How do I exclude files from git archive?

user743382 picture user743382 · Aug 3, 2016 · Viewed 9k times · Source

Given a simple test repository with a single commit with two files, a and b, I can get a list of specific files:

$ git ls-files a
a

Or a list of all files excluding specific files:

$ git ls-files . ':!b'
a

I can create an archive of specific files:

$ git archive HEAD a | tar tf -
a

But I cannot create an archive of all files excluding specific files:

$ git archive HEAD . ':!b' | tar tf -
a
b

The option of using an archive of specific files is not an option for me in my real repository, as it exceeds the maximum command line argument length.

I know I can store the list of files to exclude in .gitattributes via the export-ignore attribute, but the list is dynamically generated. I can automatically change the file, but changes do not get picked up until after another commit.

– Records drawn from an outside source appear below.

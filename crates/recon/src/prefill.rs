//! Prefill of supplementary work-order rows.
//!
//! When a leave correction frees or claims hours, the day's other DRMIS lines
//! (work orders) have to absorb the difference. The detail lookup holds every
//! DRMIS line per (date, employee); prefill picks the line that should take
//! the hours and proposes it under the data row.

use std::collections::HashMap;

use chrono::NaiveDate;
use crate::codes::{display_code, floor2, is_blank_code, normalize_drmis_code, parse_hours, round2};
use crate::columns::{resolve_columns, Field, DETAIL_FIELDS};
use crate::dates::normalize_date;
use crate::grid::{cell, DetectedTable, Record};
use crate::model::{DetailEntry, EditGroup, Source, SupplementaryEntry};

// ---------------------------------------------------------------------------
// Detail lookup
// ---------------------------------------------------------------------------

/// Unfiltered DRMIS lines keyed by (date, employee id), in sheet order.
#[derive(Debug, Clone, Default, PartialEq)]
pub struct DetailLookup {
    entries: HashMap<(NaiveDate, String), Vec<DetailEntry>>,
}

impl DetailLookup {
    /// Build from the full DRMIS table. Missing work-order or activity columns
    /// leave those fields blank; missing required columns give an empty lookup.
    pub fn from_table(table: &DetectedTable) -> Self {
        let map = match resolve_columns(&table.headers, DETAIL_FIELDS, Source::Drmis) {
            Ok(map) => map,
            Err(e) => {
                log::warn!("detail lookup unavailable: {e}");
                return Self::default();
            }
        };
        let column = |field: Field| map.get(field).unwrap_or_default();
        let text = |row: &Record, field: Field| match map.get(field) {
            Some(header) => cell(row, header).as_text(),
            None => String::new(),
        };

        let mut lookup = Self::default();
        for row in &table.rows {
            let Some(date) = normalize_date(cell(row, column(Field::Date))) else {
                continue;
            };
            let employee = cell(row, column(Field::EmployeeId)).as_text();
            lookup.insert(
                date,
                employee,
                DetailEntry {
                    work_order: text(row, Field::WorkOrder),
                    activity_code: text(row, Field::Activity),
                    code: normalize_drmis_code(cell(row, column(Field::LeaveType))),
                    hours: parse_hours(cell(row, column(Field::Hours))).value(),
                },
            );
        }
        log::debug!("detail lookup: {} day(s)", lookup.entries.len());
        lookup
    }

    pub fn insert(&mut self, date: NaiveDate, employee_id: String, entry: DetailEntry) {
        self.entries.entry((date, employee_id)).or_default().push(entry);
    }

    pub fn get(&self, date: NaiveDate, employee_id: &str) -> Option<&[DetailEntry]> {
        self.entries
            .get(&(date, employee_id.to_string()))
            .map(Vec::as_slice)
    }

    pub fn len(&self) -> usize {
        self.entries.len()
    }

    pub fn is_empty(&self) -> bool {
        self.entries.is_empty()
    }
}

// ---------------------------------------------------------------------------
// Reallocation
// ---------------------------------------------------------------------------

/// Split `to_add` across candidates in proportion to their available hours.
///
/// Shares are floored to hundredths; the rounding remainder goes to the first
/// candidate so the shares sum to `to_add`. With nothing available the first
/// candidate takes everything.
pub fn proportional_shares(available: &[f64], to_add: f64) -> Vec<f64> {
    if available.is_empty() {
        return Vec::new();
    }
    let total: f64 = available.iter().sum();
    let mut shares = vec![0.0; available.len()];
    if total <= 0.0 {
        shares[0] = round2(to_add);
        return shares;
    }
    for (share, hours) in shares.iter_mut().zip(available) {
        *share = floor2(to_add * hours / total);
    }
    let remainder = round2(to_add - shares.iter().sum::<f64>());
    shares[0] = round2(shares[0] + remainder);
    shares
}

/// Take `amount` from candidates in list order, never below zero.
fn drain_in_order(available: &mut [f64], amount: f64) {
    let mut left = amount;
    for hours in available.iter_mut() {
        if left <= 0.0 {
            break;
        }
        let take = hours.min(left).max(0.0);
        *hours -= take;
        left -= take;
    }
}

/// Next supplementary row for a group, or `None` when nothing applies.
///
/// Never touches the group; callers append the result themselves.
pub fn prefill_next(group: &EditGroup, lookup: &DetailLookup) -> Option<SupplementaryEntry> {
    let row = &group.data_row;
    let entries = lookup.get(row.date, &row.employee_id)?;

    let leave_code = display_code(&row.target_code);
    let original_code = display_code(&row.original_drmis_code);
    let candidates: Vec<&DetailEntry> = entries
        .iter()
        .filter(|e| {
            let code = display_code(&e.code);
            let is_leave = !is_blank_code(&row.target_code) && code == leave_code;
            let is_original = row.replaced && code == original_code;
            !is_leave && !is_original
        })
        .collect();
    if candidates.is_empty() {
        return None;
    }

    let consumed = group.consumed_hours();
    let mut available: Vec<f64> = candidates.iter().map(|c| c.hours).collect();
    drain_in_order(&mut available, consumed);

    let removal = !row.replaced && row.original_drmis_hours > 0.0 && row.hours == 0.0;
    if removal {
        // Freed leave hours flow back onto the remaining lines
        let shares = proportional_shares(&available, row.original_drmis_hours);
        for (hours, share) in available.iter_mut().zip(&shares) {
            *hours = round2(*hours + share);
        }
    } else {
        let to_subtract = if row.replaced {
            0.0
        } else {
            (row.hours - consumed).max(0.0)
        };
        drain_in_order(&mut available, to_subtract);
    }

    let (pick, hours) = candidates
        .iter()
        .zip(&available)
        .find(|(_, hours)| **hours > 0.0)?;

    Some(SupplementaryEntry {
        employee_id: row.employee_id.clone(),
        date: row.date,
        work_order: pick.work_order.clone(),
        act_code: pick.activity_code.clone(),
        code: if is_blank_code(&pick.code) {
            String::new()
        } else {
            display_code(&pick.code)
        },
        hours: round2(*hours),
    })
}

/// Prefill one row under every group that has a usable candidate.
/// Returns how many groups received a row.
pub fn prefill_groups(groups: &mut [EditGroup], lookup: &DetailLookup) -> usize {
    let mut filled = 0;
    for group in groups.iter_mut() {
        if let Some(entry) = prefill_next(group, lookup) {
            group.supplementary.push(entry);
            filled += 1;
        }
    }
    log::info!("prefilled {filled} of {} group(s)", groups.len());
    filled
}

Is there some other invocation that works without requiring another commit?

Answer

kostix picture kostix · Aug 3, 2016

I think you almost nailed it: attributes can be read from several places, with .gitattributes being only the most common of them. The second one—considered a per-repository configuration—is $GIT_DIR/info/attributes.

To cite the manual:

Note that attributes are by default taken from the .gitattributes files in the tree that is being archived. If you want to tweak the way the output is generated after the fact (e.g. you committed without adding an appropriate export-ignore in its .gitattributes), adjust the checked out .gitattributes file as necessary and use --worktree-attributes option. Alternatively you can keep necessary attributes that should apply while archiving any tree in your $GIT_DIR/info/attributes file.

So, if possible, stick your list to that file and then do git archive.

Another approach is to not use git archive but instead merely tar the work tree passing tar the --exclude-from command-line option which accepts a file. This wouldn't work for a bare repository, but if you're OK with checking out stuff before archiving it, this can be done by doing git read-tree and git checkout-index supplied with the correct $GIT_INDEX_FILE and $GIT_WORK_TREE env. variables.

Another possible workaround is reversing the approach: tar (at least GNU tar) supports a lesser-known option of being able to delete stuff from an archive in a pipeline.

Basically, you can do

 $ tar -C a_path -c -f - . \
   | tar -f - --wildcards --delete '*.pdf' >result.tar

so that the first tar in the pipeline archives everything while the second one passes everything through except for files matching the *.pdf shell glob patten.

So if specifying files to delete using shell globs can be fitted to the command-line limit, just pipe the output of git archive to a tar prcocess which removes the stuff not needed.